> _WHAT YOU HAVE TO DO_:
One range is to be output from the listing below, exactly as written: the line with "use crate::core::memory::Memory;" to the line with "let memories = store.list(prefix)?;", both kept.

____________

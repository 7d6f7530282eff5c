//! Provider-backed use cases: summarize and auto-tag

use std::fmt::Write as _;

use tokio_util::sync::CancellationToken;

use super::{check, MemoryService};
use crate::collab::provider::generate;
use crate::collab::{AutoTag, Provider, Summary};
use crate::core::key::Key;
use crate::core::memory::Memory;
use crate::error::{MemError, Result};

impl MemoryService {
    /// Summarize every memory under `prefix`
    pub async fn summarize(
        &self,
        hint: &str,
        prefix: &str,
        cancel: &CancellationToken,
    ) -> Result<Summary> {
        let (scope, store) = self.open(hint, cancel)?;
        let collabs = self.collaborators(&scope);
        let provider = collabs.provider.require(MemError::NoProvider)?;

        let memories = store.list(prefix)?;
        drop(store);
        check(cancel)?;
        summarize_memories(provider.as_ref(), &memories).await
    }

    /// Suggest tags for one memory
    pub async fn autotag(&self, hint: &str, key: &Key, cancel: &CancellationToken) -> Result<AutoTag> {
        let (scope, store) = self.open(hint, cancel)?;
        let collabs = self.collaborators(&scope);
        let provider = collabs.provider.require(MemError::NoProvider)?;

        let memory = store.get(key)?;
        drop(store);
        check(cancel)?;
        let prompt = format!("Generate tags for this content:\n\n{}", memory.text());
        generate(provider.as_ref(), &prompt).await
    }
}

async fn summarize_memories(provider: &dyn Provider, memories: &[Memory]) -> Result<Summary> {
    if memories.is_empty() {
        return Ok(Summary {
            title: "Empty".to_string(),
            overview: "No memories found".to_string(),
            ..Default::default()
        });
    }
    generate(provider, &summary_prompt(memories)).await
}

fn summary_prompt(memories: &[Memory]) -> String {
    let mut prompt = String::from("Summarize the following memories:\n\n");
    for memory in memories {
        let _ = write!(prompt, "## {}\n{}\n\n", memory.key, memory.text());
    }
    prompt
}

____________

> _WRITTEN ANSWER_:
use crate::core::memory::Memory;
use crate::error::{MemError, Result};

impl MemoryService {
    /// Summarize every memory under `prefix`
    pub async fn summarize(
        &self,
        hint: &str,
        prefix: &str,
        cancel: &CancellationToken,
    ) -> Result<Summary> {
        let (scope, store) = self.open(hint, cancel)?;
        let collabs = self.collaborators(&scope);
        let provider = collabs.provider.require(MemError::NoProvider)?;

        let memories = store.list(prefix)?;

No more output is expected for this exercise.